Could you find every line in the records below that contains the word "await" and copy it?

***

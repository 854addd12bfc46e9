use std::path::Path;
use tokio::process::Command;
use tracing::debug;

use crate::config::MediaConfig;
use crate::error::{Result, FactoryError};
use super::SlideshowRequest;

/// Abstract media processing command representation
#[derive(Debug, Clone)]
pub struct MediaCommand {
    pub binary_path: String,
    pub args: Vec<String>,
    pub description: String,
}

impl MediaCommand {
    /// Create a new media processing command
    pub fn new<S1: Into<String>, S2: Into<String>>(binary_path: S1, description: S2) -> Self {
        Self {
            binary_path: binary_path.into(),
            args: Vec::new(),
            description: description.into(),
        }
    }

    /// Add an argument
    pub fn arg<S: Into<String>>(mut self, arg: S) -> Self {
        self.args.push(arg.into());
        self
    }

    /// Add multiple arguments
    pub fn args<I, S>(mut self, args: I) -> Self
    where
        I: IntoIterator<Item = S>,
        S: Into<String>,
    {
        self.args.extend(args.into_iter().map(|s| s.into()));
        self
    }

    /// Add input file
    pub fn input<P: AsRef<Path>>(self, path: P) -> Self {
        self.arg("-i").arg(path.as_ref().to_string_lossy().to_string())
    }

    /// Add a still image repeated for `duration` seconds
    pub fn still_image<P: AsRef<Path>>(self, path: P, duration: f64, fps: u32) -> Self {
        self.arg("-loop").arg("1")
            .arg("-framerate").arg(fps.to_string())
            .arg("-t").arg(format!("{:.3}", duration))
            .input(path)
    }

    /// Add output file
    pub fn output<P: AsRef<Path>>(self, path: P) -> Self {
        self.arg(path.as_ref().to_string_lossy().to_string())
    }

    /// Force overwrite output
    pub fn overwrite(self) -> Self {
        self.arg("-y")
    }

    /// Set video codec
    pub fn video_codec<S: Into<String>>(self, codec: S) -> Self {
        self.arg("-c:v").arg(codec)
    }

    /// Set audio codec
    pub fn audio_codec<S: Into<String>>(self, codec: S) -> Self {
        self.arg("-c:a").arg(codec)
    }

    /// Set output frame rate
    pub fn frame_rate(self, fps: u32) -> Self {
        self.arg("-r").arg(fps.to_string())
    }

    pub fn pixel_format<S: Into<String>>(self, format: S) -> Self {
        self.arg("-pix_fmt").arg(format)
    }

    /// Select a stream or filter output for the output file
    pub fn map<S: Into<String>>(self, spec: S) -> Self {
        self.arg("-map").arg(spec)
    }

    /// Read the filter graph from a file
    pub fn filter_complex_script<P: AsRef<Path>>(self, path: P) -> Self {
        self.arg("-filter_complex_script").arg(path.as_ref().to_string_lossy().to_string())
    }

    /// Execute the command
    pub async fn execute(&self) -> Result<String> {
        debug!("Executing media processing command: {} {:?}", self.binary_path, self.args);
        debug!("Description: {}", self.description);

        // Dropping the future (ctrl-c) must not leave the encoder running
        let output = Command::new(&self.binary_path)
            .args(&self.args)
            .kill_on_drop(true)
            .output()
            .await
            .map_err(|e| FactoryError::Media(format!("Failed to execute media processor: {}", e)))?;

        if !output.status.success() {
            let stderr = String::from_utf8_lossy(&output.stderr);
            return Err(FactoryError::Media(format!(
                "{} failed: {}",
                self.description,
                stderr
            )));
        }

        Ok(String::from_utf8_lossy(&output.stdout).to_string())
    }
}

/// Builder for common media processing operations
pub struct MediaCommandBuilder {
    binary_path: String,
}

impl MediaCommandBuilder {
    /// Create a new command builder
    pub fn new<S: Into<String>>(binary_path: S) -> Self {
        Self {
            binary_path: binary_path.into(),
        }
    }

    /// Build the slideshow encoding command.
    ///
    /// Inputs are the clips in order followed by the audio track; the filter
    /// graph (see [`slideshow_filter_graph`]) is read from `filter_script`.
    /// No `-shortest`: audio and picture lengths pass through unmodified.
    pub fn slideshow<P: AsRef<Path>>(
        &self,
        request: &SlideshowRequest,
        config: &MediaConfig,
        filter_script: P,
    ) -> MediaCommand {
        let mut cmd = MediaCommand::new(&self.binary_path, "Slideshow encoding").overwrite();

        for clip in &request.clips {
            cmd = cmd.still_image(&clip.image_path, clip.duration, config.fps);
        }

        let audio_index = request.clips.len();

        cmd.input(&request.audio_path)
            .filter_complex_script(filter_script)
            .map("[vout]")
            .map(format!("{}:a:0", audio_index))
            .video_codec(&config.video_codec)
            .pixel_format("yuv420p")
            .frame_rate(config.fps)
            .audio_codec(&config.audio_codec)
            .args(config.encode_options.iter().cloned())
            .output(&request.output_path)
    }

    /// Build version check command
    pub fn version_check(&self) -> MediaCommand {
        MediaCommand::new(&self.binary_path, "Version check")
            .arg("-version")
    }
}

/// Filter graph that normalizes every clip and concatenates them.
///
/// Each clip is scaled to the target size with square pixels, a fixed frame
/// rate and pixel format so clips of different sizes concatenate cleanly.
/// The result is labelled `[vout]`.
pub fn slideshow_filter_graph(clip_count: usize, config: &MediaConfig, subtitles: Option<&Path>) -> String {
    let mut chains: Vec<String> = (0..clip_count)
        .map(|i| {
            format!(
                "[{i}:v]scale={w}:{h},setsar=1,fps={fps},format=yuv420p[v{i}]",
                i = i,
                w = config.width,
                h = config.height,
                fps = config.fps
            )
        })
        .collect();

    let labels: String = (0..clip_count).map(|i| format!("[v{}]", i)).collect();
    chains.push(format!("{}concat=n={}:v=1:a=0[vcat]", labels, clip_count));

    match subtitles {
        Some(path) => chains.push(format!("[vcat]subtitles='{}'[vout]", escape_filter_path(path))),
        None => chains.push("[vcat]null[vout]".to_string()),
    }

    chains.join(";")
}

/// Path for use inside a single-quoted filter argument.
///
/// The value is unescaped twice: once by the graph parser (which sees the
/// single quotes) and once by the filter's option parser (which sees `\:` and
/// `\'`).
pub fn escape_filter_path(path: &Path) -> String {
    path.to_string_lossy()
        .replace('\\', "/")
        .replace(':', "\\:")
        .replace('\'', "\\'")
        .replace('\'', "'\\''")
}

#[cfg(test)]
mod tests {
    use super::*;
    use crate::config::Config;
    use crate::media::Clip;
    use std::path::PathBuf;

    fn request() -> SlideshowRequest {
        SlideshowRequest {
            clips: vec![
                Clip { image_path: PathBuf::from("/run/scenes/scene-001.png"), duration: 4.0 },
                Clip { image_path: PathBuf::from("/run/scenes/scene-003.png"), duration: 2.5 },
            ],
            audio_path: PathBuf::from("/run/audio/voiceover.wav"),
            subtitles: None,
            output_path: PathBuf::from("/run/final-video.mp4"),
        }
    }

    #[test]
    fn test_filter_graph_concatenates_in_order() {
        let config = Config::default().media;
        let graph = slideshow_filter_graph(2, &config, None);

        assert_eq!(
            graph,
            "[0:v]scale=1920:1080,setsar=1,fps=30,format=yuv420p[v0];\
             [1:v]scale=1920:1080,setsar=1,fps=30,format=yuv420p[v1];\
             [v0][v1]concat=n=2:v=1:a=0[vcat];\
             [vcat]null[vout]"
        );
    }

    #[test]
    fn test_filter_graph_burns_subtitles() {
        let config = Config::default().media;
        let graph = slideshow_filter_graph(1, &config, Some(Path::new("/tmp/it's/subs.srt")));
        assert!(graph.ends_with("[vcat]subtitles='/tmp/it\\'\\''s/subs.srt'[vout]"));
    }

    #[test]
    fn test_slideshow_command_layout() {
        let config = Config::default().media;
        let cmd = MediaCommandBuilder::new("ffmpeg").slideshow(&request(), &config, "/tmp/graph.txt");
        let args = cmd.args.join(" ");

        assert_eq!(cmd.binary_path, "ffmpeg");
        assert!(args.starts_with("-y -loop 1 -framerate 30 -t 4.000 -i /run/scenes/scene-001.png \
                                  -loop 1 -framerate 30 -t 2.500 -i /run/scenes/scene-003.png \
                                  -i /run/audio/voiceover.wav"));
        assert!(args.contains("-filter_complex_script /tmp/graph.txt"));
        assert!(args.contains("-map [vout] -map 2:a:0"));
        assert!(args.contains("-c:v libx264"));
        assert!(args.contains("-c:a aac"));
        assert!(args.contains("-r 30"));
        assert!(!args.contains("-shortest"));
        assert_eq!(cmd.args.last().unwrap(), "/run/final-video.mp4");
    }

    #[test]
    fn test_escape_filter_path() {
        assert_eq!(escape_filter_path(Path::new("C:\\subs.srt")), "C\\:/subs.srt");
    }

    #[cfg(unix)]
    #[tokio::test]
    async fn test_dropped_command_stops_the_child() {
        let dir = tempfile::tempdir().unwrap();
        let marker = dir.path().join("finished");

        let cmd = MediaCommand::new("sh", "Slow encode")
            .arg("-c")
            .arg(format!("sleep 1; touch '{}'", marker.display()));

        let result = tokio::time::timeout(std::time::Duration::from_millis(200), cmd.execute()).await;
        assert!(result.is_err());

        tokio::time::sleep(std::time::Duration::from_millis(1500)).await;
        assert!(!marker.exists());
    }

    #[tokio::test]
    async fn test_execute_reports_missing_binary() {
        let cmd = MediaCommand::new("/nonexistent/ffmpeg", "Version check").arg("-version");
        let result = cmd.execute().await;
        assert!(matches!(result, Err(FactoryError::Media(_))));
    }
}
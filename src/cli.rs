use clap::{Args as ClapArgs, Parser, Subcommand, ValueEnum};
use std::path::PathBuf;

#[derive(Parser)]
#[command(author, version, about = "Video Factory - AI-powered video generation", long_about = None)]
#[command(after_help = "Example: video-factory generate --prompt 'Create a video about AI'")]
pub struct Args {
    /// Enable verbose logging
    #[arg(short, long, global = true)]
    pub verbose: bool,

    /// Configuration file path
    #[arg(short, long, global = true)]
    pub config: Option<PathBuf>,

    #[command(subcommand)]
    pub command: Commands,
}

/// Narration language
#[derive(Debug, Clone, Copy, PartialEq, Eq, ValueEnum)]
pub enum Language {
    Ru,
    En,
}

impl Language {
    pub fn code(&self) -> &'static str {
        match self {
            Language::Ru => "ru",
            Language::En => "en",
        }
    }
}

/// Where the source text comes from
#[derive(ClapArgs, Debug, Clone)]
#[group(required = true, multiple = false)]
pub struct InputArgs {
    /// Text prompt for video generation
    #[arg(short, long)]
    pub prompt: Option<String>,

    /// Path to script file
    #[arg(short, long)]
    pub script: Option<PathBuf>,
}

#[derive(Subcommand)]
pub enum Commands {
    /// Run the whole pipeline: script → visuals → voiceover → video
    Generate {
        #[command(flatten)]
        input: InputArgs,

        /// Voice name [default: voiceover.default_voice]
        #[arg(long)]
        voice: Option<String>,

        /// Language [default: voiceover.default_language]
        #[arg(long, value_enum)]
        lang: Option<Language>,

        /// Video style template
        #[arg(long, default_value = "default")]
        style: String,

        /// Disable subtitles
        #[arg(long)]
        no_subtitles: bool,

        /// Output file path (defaults to final-video.mp4 in the run directory)
        #[arg(short, long)]
        output: Option<PathBuf>,
    },

    /// Segment text into scenes and write script.json
    Script {
        #[command(flatten)]
        input: InputArgs,

        /// Video style template
        #[arg(long, default_value = "default")]
        style: String,

        /// Output scene file
        #[arg(short, long, default_value = "script.json")]
        output: PathBuf,
    },

    /// Generate one image per scene from a scene file
    Visuals {
        /// Scene file (script.json)
        #[arg(long)]
        scenes: PathBuf,

        /// Directory for {scene_id}.png files
        #[arg(short, long, default_value = "scenes")]
        output_dir: PathBuf,
    },

    /// Synthesize the narration and timing table from a scene file
    Voiceover {
        /// Scene file (script.json)
        #[arg(long)]
        scenes: PathBuf,

        /// Directory for the audio and timing files
        #[arg(short, long, default_value = "audio")]
        output_dir: PathBuf,

        /// Voice name [default: voiceover.default_voice]
        #[arg(long)]
        voice: Option<String>,

        /// Language [default: voiceover.default_language]
        #[arg(long, value_enum)]
        lang: Option<Language>,
    },

    /// Combine scene images, narration and timing into a video
    Assemble {
        /// Directory containing {scene_id}.png files
        #[arg(long)]
        scenes_dir: PathBuf,

        /// Narration audio file
        #[arg(long)]
        audio: PathBuf,

        /// Timing table (timing.json)
        #[arg(long)]
        timing: PathBuf,

        /// Output video file
        #[arg(short, long, default_value = "output.mp4")]
        output: PathBuf,

        /// SRT file to burn into the video
        #[arg(long)]
        subtitles: Option<PathBuf>,
    },

    /// Write the default configuration to a file
    InitConfig {
        /// Destination file
        #[arg(short, long, default_value = "config.toml")]
        output: PathBuf,
    },
}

***

OUTPUT BELOW:
            .await
        let result = tokio::time::timeout(std::time::Duration::from_millis(200), cmd.execute()).await;
        tokio::time::sleep(std::time::Duration::from_millis(1500)).await;
        let result = cmd.execute().await;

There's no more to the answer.